(Source records)
*-*-*

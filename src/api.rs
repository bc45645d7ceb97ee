//! Solver endpoints: `/solve` and `/populate`.
//!
//! Requests are first built as plain [`PreparedRequest`] values so their
//! shape can be checked without a browser, then handed to `fetch`.

use serde::{Deserialize, Serialize};
use wasm_bindgen::{JsCast, JsValue};
use wasm_bindgen_futures::JsFuture;
use web_sys::{Request, RequestInit, Response};

use crate::config;

#[derive(Debug, thiserror::Error)]
pub enum ApiError {
    #[error("request failed: {0}")]
    Transport(String),
    #[error("server responded with status {0}")]
    Status(u16),
    #[error("could not decode response: {0}")]
    Decode(String),
    #[error("expected 4 sides from populate, got {0}")]
    PopulateLength(usize),
}

impl ApiError {
    /// True when the server answered but the payload had the wrong shape.
    pub fn is_validation(&self) -> bool {
        matches!(self, ApiError::Decode(_) | ApiError::PopulateLength(_))
    }
}

impl From<JsValue> for ApiError {
    fn from(value: JsValue) -> Self {
        let msg = value
            .as_string()
            .or_else(|| value.dyn_ref::<js_sys::Error>().map(|e| String::from(e.message())))
            .unwrap_or_else(|| format!("{:?}", value));
        ApiError::Transport(msg)
    }
}

/// Body of `POST /solve`. Field order is the wire order.
#[derive(Clone, Debug, PartialEq, Eq, Serialize, Deserialize)]
pub struct SolveRequest {
    pub top: String,
    pub right: String,
    pub bottom: String,
    pub left: String,
}

#[derive(Clone, Debug, PartialEq, Eq, Serialize, Deserialize)]
pub struct NytSolution {
    #[serde(rename = "ourSolution")]
    pub our_solution: Vec<String>,
    /// Published sides for the day; the board never reads them.
    #[serde(default)]
    pub sides: Vec<String>,
}

#[derive(Clone, Debug, PartialEq, Eq, Serialize, Deserialize)]
pub struct SolveResponse {
    pub nyt_solution: NytSolution,
    pub two_word_solutions: Vec<Vec<String>>,
    pub three_word_solutions: Vec<Vec<String>>,
}

#[derive(Clone, Copy, Debug, PartialEq, Eq)]
pub enum Method {
    Get,
    Post,
}

impl Method {
    pub fn as_str(self) -> &'static str {
        match self {
            Method::Get => "GET",
            Method::Post => "POST",
        }
    }
}

#[derive(Clone, Debug, PartialEq, Eq)]
pub struct PreparedRequest {
    pub method: Method,
    pub url: String,
    pub headers: Vec<(&'static str, &'static str)>,
    pub body: Option<String>,
}

pub fn solve_request(base_url: &str, req: &SolveRequest) -> Result<PreparedRequest, ApiError> {
    let body = serde_json::to_string(req).map_err(|e| ApiError::Decode(e.to_string()))?;
    Ok(PreparedRequest {
        method: Method::Post,
        url: config::endpoint(base_url, "solve"),
        headers: vec![
            ("Content-Type", "application/json"),
            ("Accept", "application/json"),
        ],
        body: Some(body),
    })
}

pub fn populate_request(base_url: &str) -> PreparedRequest {
    PreparedRequest {
        method: Method::Get,
        url: config::endpoint(base_url, "populate"),
        headers: Vec::new(),
        body: None,
    }
}

pub fn decode_solve(text: &str) -> Result<SolveResponse, ApiError> {
    serde_json::from_str(text).map_err(|e| ApiError::Decode(e.to_string()))
}

/// Sides come back as `[top, right, bottom, left]`; any other count is rejected whole.
pub fn decode_populate(text: &str) -> Result<[String; 4], ApiError> {
    let sides: Vec<String> =
        serde_json::from_str(text).map_err(|e| ApiError::Decode(e.to_string()))?;
    <[String; 4]>::try_from(sides).map_err(|rest: Vec<String>| ApiError::PopulateLength(rest.len()))
}

async fn send(prepared: &PreparedRequest) -> Result<String, ApiError> {
    let window =
        web_sys::window().ok_or_else(|| ApiError::Transport("no global `window`".into()))?;
    let init = RequestInit::new();
    init.set_method(prepared.method.as_str());
    if let Some(body) = &prepared.body {
        init.set_body(&JsValue::from_str(body));
    }
    let request = Request::new_with_str_and_init(&prepared.url, &init)?;
    for (name, value) in &prepared.headers {
        request.headers().set(name, value)?;
    }
    let resp: Response = JsFuture::from(window.fetch_with_request(&request))
        .await?
        .dyn_into()?;
    if !resp.ok() {
        return Err(ApiError::Status(resp.status()));
    }
    let text = JsFuture::from(resp.text()?).await?;
    text.as_string()
        .ok_or_else(|| ApiError::Decode("response body is not text".into()))
}

pub async fn solve(req: &SolveRequest) -> Result<SolveResponse, ApiError> {
    let prepared = solve_request(config::api_base_url(), req)?;
    let text = send(&prepared).await?;
    decode_solve(&text)
}

pub async fn populate() -> Result<[String; 4], ApiError> {
    let text = send(&populate_request(config::api_base_url())).await?;
    decode_populate(&text)
}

*-*-*

■ Work to complete: Among the entries above, which lines include "JsValue"? List them all.

■ Answer to this task:
use wasm_bindgen::{JsCast, JsValue};
impl From<JsValue> for ApiError {
    fn from(value: JsValue) -> Self {
        init.set_body(&JsValue::from_str(body));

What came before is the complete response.